U.S. States Scale Back Food Stamp Benefits Amid Soaring Prices
DES MOINES (AP/Middle East Eye) – Month by month, more of the roughly 40 million Americans who get help buying groceries through the federal food stamp program are seeing their benefits plunge even as the nation struggles with the biggest increase in food costs in decades.
The payments to low-income individuals and families are dropping as governors end COVID-19 disaster declarations and opt out of an ongoing federal program that made their states eligible for dramatic increases in SNAP benefits, also known as food stamps. The U.S. Department of Agriculture began offering the increased benefit in April 2020 in response to surging unemployment after the COVID-19 pandemic swept over the country.
The result is that depending on the politics of a state, individuals and families in need find themselves eligible for significantly different levels of help buying food.
Nebraska took the most aggressive action anywhere in the country, ending the emergency benefits four months into the pandemic in July 2020 in a move Republican Gov. Pete Ricketts said was necessary to “show the rest of the country how to get back to normal.”
Since then, nearly a dozen states with Republican leadership have taken similar action, with Iowa this month being the most recent place to slash the benefits. Benefits also will be cut in Wyoming and Kentucky in the next month. Arkansas, Florida, Idaho, Missouri, Mississippi, Montana, North Dakota, Nebraska, South Dakota and Tennessee have also scaled back the benefits.
Muslim-run food banks also struggle to feed the hungry as prices surge.
A day before the start of the Muslim holy month of Ramadan, Jabaran Akram was volunteering at a food bank in Brooklyn, New York City.
Usually, every person who lines up gets an entire loaf of bread.

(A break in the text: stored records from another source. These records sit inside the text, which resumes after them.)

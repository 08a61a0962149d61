//! Parameters for the simulation executable.
//!
//! Loaded from `sim_exec.toml` in the software parameters directory.

// ---------------------------------------------------------------------------
// IMPORTS
// ---------------------------------------------------------------------------

use serde::Deserialize;
use thiserror::Error;

// ---------------------------------------------------------------------------
// STRUCTS
// ---------------------------------------------------------------------------

#[derive(Debug, Clone, Deserialize)]
pub struct SimParams {
    // -----------------------------------------------------------------------
    // VEHICLE GEOMETRY
    // -----------------------------------------------------------------------
    /// Distance between the wheel contact points.
    ///
    /// Units: meters
    pub track_width_m: f64,

    /// Radius of each wheel.
    ///
    /// Units: meters
    pub wheel_radius_m: f64,

    // -----------------------------------------------------------------------
    // INTEGRATION
    // -----------------------------------------------------------------------
    /// Simulation timestep.
    ///
    /// Units: seconds
    pub dt_s: f64,

    /// Number of timesteps to run before stopping.
    pub num_steps: u64,

    /// Number of timesteps between trajectory outputs.
    pub output_decimation: u64,

    /// Time subtracted from each real-time sleep to cover loop overheads.
    ///
    /// Units: seconds
    pub overhead_budget_s: f64,
}

// ---------------------------------------------------------------------------
// ENUMERATIONS
// ---------------------------------------------------------------------------

/// Errors which can occur in the simulation executable.
#[derive(Debug, Error)]
pub enum SimError {
    #[error("Could not load the simulation parameters: {0}")]
    ParamLoadError(#[from] util::params::LoadError),

    #[error("Simulation parameters are malformed: {0}")]
    MalformedParams(String),
}

// ---------------------------------------------------------------------------
// PUBLIC FUNCTIONS
// ---------------------------------------------------------------------------

/// Load and validate the simulation parameters.
pub fn load() -> Result<SimParams, SimError> {
    let params: SimParams = util::params::load("sim_exec.toml")?;
    params.validate()?;

    Ok(params)
}

// ---------------------------------------------------------------------------
// IMPLEMENTATIONS
// ---------------------------------------------------------------------------

impl SimParams {
    /// Check the loaded parameters for consistency.
    pub fn validate(&self) -> Result<(), SimError> {
        if !(self.track_width_m.is_finite() && self.track_width_m > 0.0) {
            return Err(SimError::MalformedParams(format!(
                "track_width_m ({}) must be positive and finite",
                self.track_width_m
            )));
        }

        if !(self.wheel_radius_m.is_finite() && self.wheel_radius_m > 0.0) {
            return Err(SimError::MalformedParams(format!(
                "wheel_radius_m ({}) must be positive and finite",
                self.wheel_radius_m
            )));
        }

        if !(self.dt_s.is_finite() && self.dt_s > 0.0) {
            return Err(SimError::MalformedParams(format!(
                "dt_s ({}) must be positive and finite",
                self.dt_s
            )));
        }

        if self.num_steps == 0 {
            return Err(SimError::MalformedParams(String::from(
                "num_steps must be at least 1",
            )));
        }

        if self.output_decimation == 0 {
            return Err(SimError::MalformedParams(String::from(
                "output_decimation must be at least 1",
            )));
        }

        if !(self.overhead_budget_s.is_finite() && self.overhead_budget_s >= 0.0) {
            return Err(SimError::MalformedParams(format!(
                "overhead_budget_s ({}) must not be negative",
                self.overhead_budget_s
            )));
        }

        Ok(())
    }
}

impl Default for SimParams {
    fn default() -> Self {
        Self {
            track_width_m: 0.508,
            wheel_radius_m: 0.1034,
            dt_s: 0.01,
            num_steps: 6000,
            output_decimation: 10,
            overhead_budget_s: 0.006,
        }
    }
}

// ---------------------------------------------------------------------------
// TESTS
// ---------------------------------------------------------------------------

#[cfg(test)]
mod test {
    use super::*;

    #[test]
    fn test_default_params_valid() {
        SimParams::default()
            .validate()
            .expect("Default parameters shall be valid");
    }

    #[test]
    fn test_zero_timestep_rejected() {
        let params = SimParams {
            dt_s: 0.0,
            ..Default::default()
        };

        assert!(matches!(
            params.validate(),
            Err(SimError::MalformedParams(_))
        ));
    }

    #[test]
    fn test_zero_decimation_rejected() {
        let params = SimParams {
            output_decimation: 0,
            ..Default::default()
        };

        assert!(matches!(
            params.validate(),
            Err(SimError::MalformedParams(_))
        ));
    }
}
//! Crab turn (turn on the spot) calculations.

// ---------------------------------------------------------------------------
// IMPORTS
// ---------------------------------------------------------------------------

use super::state::DriveCtrl;
use comms_if::eqpt::WheelCmd;

// ---------------------------------------------------------------------------
// IMPLEMENTATIONS
// ---------------------------------------------------------------------------

impl DriveCtrl {
    /// Calculate the wheel demands for a crab turn.
    ///
    /// Both wheels run at the fixed crab turn speed with opposite signs so
    /// that the vehicle rotates on the spot. Hat deflection to the left
    /// turns left (left wheel backwards), deflection to the right turns
    /// right. Trigger, boost and steering inputs are ignored while the hat
    /// is deflected.
    pub(super) fn calc_crab_turn(&mut self, hat_x: i8) -> WheelCmd {
        let speed_rpm = self.params.crab_turn_speed_rpm;

        if hat_x < 0 {
            WheelCmd::new(-speed_rpm, speed_rpm)
        } else {
            WheelCmd::new(speed_rpm, -speed_rpm)
        }
    }
}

But as Akram and his fellow volunteers were distributing bags of food they soon realized they were running low on supplies - and there were still hundreds of people in the queue.
Struggling to cope, they had no option but to ration the supplies.

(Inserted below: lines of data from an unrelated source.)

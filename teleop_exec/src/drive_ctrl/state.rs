//! Drive control state and top level processing.

// ---------------------------------------------------------------------------
// IMPORTS
// ---------------------------------------------------------------------------

// External imports
use log::trace;
use serde::Serialize;

// Internal imports
use super::{DriveCtrlError, Params};
use comms_if::{eqpt::WheelCmd, input::InputFrame};
use util::{
    archive::{Archived, ArchiveError, Archiver},
    maths::clamp,
    module::State,
    params,
    session::{self, Session},
};

// ---------------------------------------------------------------------------
// DATA STRUCTURES
// ---------------------------------------------------------------------------

/// Drive control module state.
#[derive(Default)]
pub struct DriveCtrl {
    pub params: Params,

    pub(super) report: StatusReport,

    pub(super) output: WheelCmd,

    arch_output: Archiver,
}

/// Report on the status of the last processing cycle.
#[derive(Debug, Clone, Copy, Default)]
pub struct StatusReport {
    /// True if the left wheel demand was limited this cycle.
    pub left_clamped: bool,

    /// True if the right wheel demand was limited this cycle.
    pub right_clamped: bool,

    /// True if a crab turn override was active this cycle.
    pub crab_active: bool,

    /// True if the direction arbitration resolved to reverse this cycle.
    pub reverse_commanded: bool,
}

/// Flat record of one cycle's output, written to the session archive.
#[derive(Serialize)]
struct OutputRecord {
    time_s: f64,
    left_rpm: f64,
    right_rpm: f64,
    crab_active: bool,
    reverse_commanded: bool,
    left_clamped: bool,
    right_clamped: bool,
}

// ---------------------------------------------------------------------------
// IMPLEMENTATIONS
// ---------------------------------------------------------------------------

impl State for DriveCtrl {
    type InitData = &'static str;
    type InitError = DriveCtrlError;

    type InputData = InputFrame;
    type OutputData = WheelCmd;
    type StatusReport = StatusReport;
    type ProcError = DriveCtrlError;

    /// Initialise the drive control module.
    ///
    /// Expects the path to the module's parameter file relative to the
    /// software parameters directory.
    fn init(&mut self, init_data: Self::InitData, session: &Session) -> Result<(), DriveCtrlError> {
        self.params = params::load(init_data)?;
        self.params.validate()?;

        self.arch_output = Archiver::from_path(session, "drive_ctrl_output.csv")?;

        Ok(())
    }

    /// Perform one cycle of drive control processing.
    ///
    /// Total over all input frames: every call produces a finite wheel
    /// command within the configured speed limit.
    fn proc(
        &mut self,
        input_data: &Self::InputData,
    ) -> Result<(WheelCmd, StatusReport), DriveCtrlError> {
        self.report = StatusReport::default();

        // The crab turn hat overrides the normal drive policy entirely
        let (crab_hat_x, _) = input_data.hat(self.params.input_map.crab_hat);

        let mut cmd = if crab_hat_x != 0 {
            self.report.crab_active = true;
            self.calc_crab_turn(crab_hat_x)
        } else {
            self.calc_drive(input_data)
        };

        self.enforce_limits(&mut cmd);

        trace!(
            "DriveCtrl output: L {:.2} rpm, R {:.2} rpm",
            cmd.left_rpm,
            cmd.right_rpm
        );

        self.output = cmd;

        Ok((cmd, self.report))
    }
}

impl DriveCtrl {
    /// Apply the motor polarity fix-up and the speed limit.
    ///
    /// The right channel's wiring inverts its sense of rotation, so the
    /// right demand is negated here, after all policy logic, to put the
    /// command into the wire convention. Both channels are then limited to
    /// the boosted maximum speed, and any non-finite demand is replaced with
    /// a stop on that channel.
    fn enforce_limits(&mut self, cmd: &mut WheelCmd) {
        cmd.right_rpm = -cmd.right_rpm;

        let limit_rpm = self.params.max_speed_rpm * self.params.boost_multiplier;

        if !cmd.left_rpm.is_finite() {
            cmd.left_rpm = 0.0;
            self.report.left_clamped = true;
        }
        if !cmd.right_rpm.is_finite() {
            cmd.right_rpm = 0.0;
            self.report.right_clamped = true;
        }

        let left_rpm = clamp(&cmd.left_rpm, &-limit_rpm, &limit_rpm);
        if left_rpm != cmd.left_rpm {
            self.report.left_clamped = true;
        }
        cmd.left_rpm = left_rpm;

        let right_rpm = clamp(&cmd.right_rpm, &-limit_rpm, &limit_rpm);
        if right_rpm != cmd.right_rpm {
            self.report.right_clamped = true;
        }
        cmd.right_rpm = right_rpm;
    }
}

impl Archived for DriveCtrl {
    fn write(&mut self) -> Result<(), ArchiveError> {
        self.arch_output.serialise(OutputRecord {
            time_s: session::get_elapsed_seconds(),
            left_rpm: self.output.left_rpm,
            right_rpm: self.output.right_rpm,
            crab_active: self.report.crab_active,
            reverse_commanded: self.report.reverse_commanded,
            left_clamped: self.report.left_clamped,
            right_clamped: self.report.right_clamped,
        })
    }
}

// ---------------------------------------------------------------------------
// TESTS
// ---------------------------------------------------------------------------

#[cfg(test)]
mod test {
    use super::*;

    /// A drive control instance with default parameters and no archiver,
    /// processing does not touch the archive.
    fn drive_ctrl() -> DriveCtrl {
        DriveCtrl::default()
    }

    /// A frame with both triggers released, stick centred, nothing pressed.
    fn neutral_frame() -> InputFrame {
        InputFrame {
            axes: vec![0.0, 0.0, -1.0, 0.0, 0.0, -1.0],
            buttons: vec![false; 11],
            hats: vec![(0, 0)],
        }
    }

    #[test]
    fn test_neutral_frame_is_stop() {
        let mut dc = drive_ctrl();
        let (cmd, report) = dc.proc(&neutral_frame()).unwrap();

        // Released triggers demand min_speed_rpm = 0 on both sides
        assert_eq!(cmd, WheelCmd::stop());
        assert!(!report.crab_active);
    }

    #[test]
    fn test_full_forward() {
        let mut dc = drive_ctrl();

        let mut frame = neutral_frame();
        frame.axes[5] = 1.0;

        let (cmd, report) = dc.proc(&frame).unwrap();

        // Full forward trigger demands max speed on both wheels, the right
        // channel negated into the wire convention
        assert!((cmd.left_rpm - 60.0).abs() < 1e-9);
        assert!((cmd.right_rpm + 60.0).abs() < 1e-9);
        assert!(!report.reverse_commanded);
    }

    #[test]
    fn test_half_forward_is_linear() {
        let mut dc = drive_ctrl();

        let mut frame = neutral_frame();
        frame.axes[5] = 0.0;

        let (cmd, _) = dc.proc(&frame).unwrap();

        // Half pulled trigger (raw 0.0, normalised 0.5) maps to half speed
        assert!((cmd.left_rpm - 30.0).abs() < 1e-9);
        assert!((cmd.right_rpm + 30.0).abs() < 1e-9);
    }

    #[test]
    fn test_reverse_wins_ties() {
        let mut dc = drive_ctrl();

        // Both triggers pulled to exactly the same level
        let mut frame = neutral_frame();
        frame.axes[5] = 0.5;
        frame.axes[2] = 0.5;

        let (cmd, report) = dc.proc(&frame).unwrap();

        assert!(report.reverse_commanded);
        assert!(cmd.left_rpm < 0.0);
        assert!(cmd.right_rpm > 0.0);
    }

    #[test]
    fn test_stronger_forward_wins() {
        let mut dc = drive_ctrl();

        let mut frame = neutral_frame();
        frame.axes[5] = 0.6;
        frame.axes[2] = 0.5;

        let (cmd, report) = dc.proc(&frame).unwrap();

        assert!(!report.reverse_commanded);
        assert!(cmd.left_rpm > 0.0);
    }

    #[test]
    fn test_steering_damps_deflected_side_only() {
        let mut dc = drive_ctrl();

        // Full forward with the stick half deflected right
        let mut frame = neutral_frame();
        frame.axes[5] = 1.0;
        frame.axes[0] = 0.5;

        let (cmd, _) = dc.proc(&frame).unwrap();

        // Right deflection damps the right wheel, damped = 60 * (1 - 0.5*0.5)
        assert!((cmd.left_rpm - 60.0).abs() < 1e-9);
        assert!((cmd.right_rpm + 45.0).abs() < 1e-9);

        // Mirror: left deflection damps the left wheel
        frame.axes[0] = -0.5;
        let (cmd, _) = dc.proc(&frame).unwrap();
        assert!((cmd.left_rpm - 45.0).abs() < 1e-9);
        assert!((cmd.right_rpm + 60.0).abs() < 1e-9);
    }

    #[test]
    fn test_steering_deadzone_gives_straight_drive() {
        let mut dc = drive_ctrl();

        // Stick drift inside the deadzone (|0.05| <= 0.1)
        let mut frame = neutral_frame();
        frame.axes[5] = 1.0;
        frame.axes[0] = 0.05;

        let (cmd, _) = dc.proc(&frame).unwrap();

        assert_eq!(cmd.left_rpm, -cmd.right_rpm);
        assert!((cmd.left_rpm - 60.0).abs() < 1e-9);
    }

    #[test]
    fn test_boost_scales_speed() {
        let mut dc = drive_ctrl();

        let mut frame = neutral_frame();
        frame.axes[5] = 0.0;
        frame.buttons[0] = true;

        let (cmd, _) = dc.proc(&frame).unwrap();

        // Half speed (30 rpm) boosted by 1.5
        assert!((cmd.left_rpm - 45.0).abs() < 1e-9);
    }

    #[test]
    fn test_boosted_full_speed_within_limit() {
        let mut dc = drive_ctrl();

        let mut frame = neutral_frame();
        frame.axes[5] = 1.0;
        frame.buttons[0] = true;

        let (cmd, report) = dc.proc(&frame).unwrap();

        // The limit is max * boost, so a boosted full pull sits exactly on
        // it and is not flagged as clamped
        assert!((cmd.left_rpm - 90.0).abs() < 1e-9);
        assert!(!report.left_clamped);
        assert!(!report.right_clamped);
    }

    #[test]
    fn test_boost_at_zero_speed_is_zero() {
        let mut dc = drive_ctrl();

        // Released triggers demand zero, boost must not conjure speed
        let mut frame = neutral_frame();
        frame.buttons[0] = true;

        let (cmd, _) = dc.proc(&frame).unwrap();
        assert_eq!(cmd, WheelCmd::stop());
    }

    #[test]
    fn test_over_limit_crab_speed_is_clamped() {
        let mut dc = drive_ctrl();
        dc.params.crab_turn_speed_rpm = 200.0;

        let mut frame = neutral_frame();
        frame.hats[0] = (1, 0);

        let (cmd, report) = dc.proc(&frame).unwrap();

        // Limit is max_speed_rpm * boost_multiplier = 90
        assert!((cmd.left_rpm - 90.0).abs() < 1e-9);
        assert!((cmd.right_rpm - 90.0).abs() < 1e-9);
        assert!(report.left_clamped);
        assert!(report.right_clamped);
    }

    #[test]
    fn test_crab_turn_overrides_drive() {
        let mut dc = drive_ctrl();

        // Full forward and boost held, but the hat wins
        let mut frame = neutral_frame();
        frame.axes[5] = 1.0;
        frame.buttons[0] = true;
        frame.hats[0] = (1, 0);

        let (cmd, report) = dc.proc(&frame).unwrap();
        assert!(report.crab_active);

        // Counter-rotation at the fixed crab speed. In the wire convention
        // the negated right channel makes both fields equal.
        assert!((cmd.left_rpm - 30.0).abs() < 1e-9);
        assert!((cmd.right_rpm - 30.0).abs() < 1e-9);

        // Mirror for the opposite hat direction
        frame.hats[0] = (-1, 0);
        let (cmd, _) = dc.proc(&frame).unwrap();
        assert!((cmd.left_rpm + 30.0).abs() < 1e-9);
        assert!((cmd.right_rpm + 30.0).abs() < 1e-9);
    }

    #[test]
    fn test_output_always_finite() {
        let mut dc = drive_ctrl();

        // A malformed frame with non-finite axes must still produce a
        // usable command
        let frame = InputFrame {
            axes: vec![f64::NAN, 0.0, f64::INFINITY, 0.0, 0.0, f64::NEG_INFINITY],
            buttons: vec![true; 11],
            hats: vec![(0, 0)],
        };

        let (cmd, _) = dc.proc(&frame).unwrap();
        assert!(cmd.is_finite());
    }

    #[test]
    fn test_empty_frame_is_processed() {
        let mut dc = drive_ctrl();

        // A frame from a device with no channels at all reads as neutral
        let (cmd, _) = dc.proc(&InputFrame::default()).unwrap();

        // Neutral axis 0.0 on the forward trigger normalises to a half pull
        assert!(cmd.is_finite());
        assert!((cmd.left_rpm - 30.0).abs() < 1e-9);
    }
}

They opened up bags of bread and started giving people a few individual pieces instead.
He said that during the past two years, the lines had “gotten longer to a level I haven’t seen”.
“Food prices are going up and many people have told me they can’t afford to shop the same way,” he said.
“I would say inflation is a high driver of this. While people are trying to recover from a pandemic, they are faced with drastic increases in food prices.”
According to a U.S. Bureau of Labor Statistics report, food prices increased 0.6 percent in February in New York and New Jersey. In the DC-Maryland-Virginia area, food prices rose 6.7 percent over the year.
A report by the US Department of Agriculture (USDA) stated that price increases for food-away-from-home (which includes grocery store purchases) are expected to “exceed historical averages”.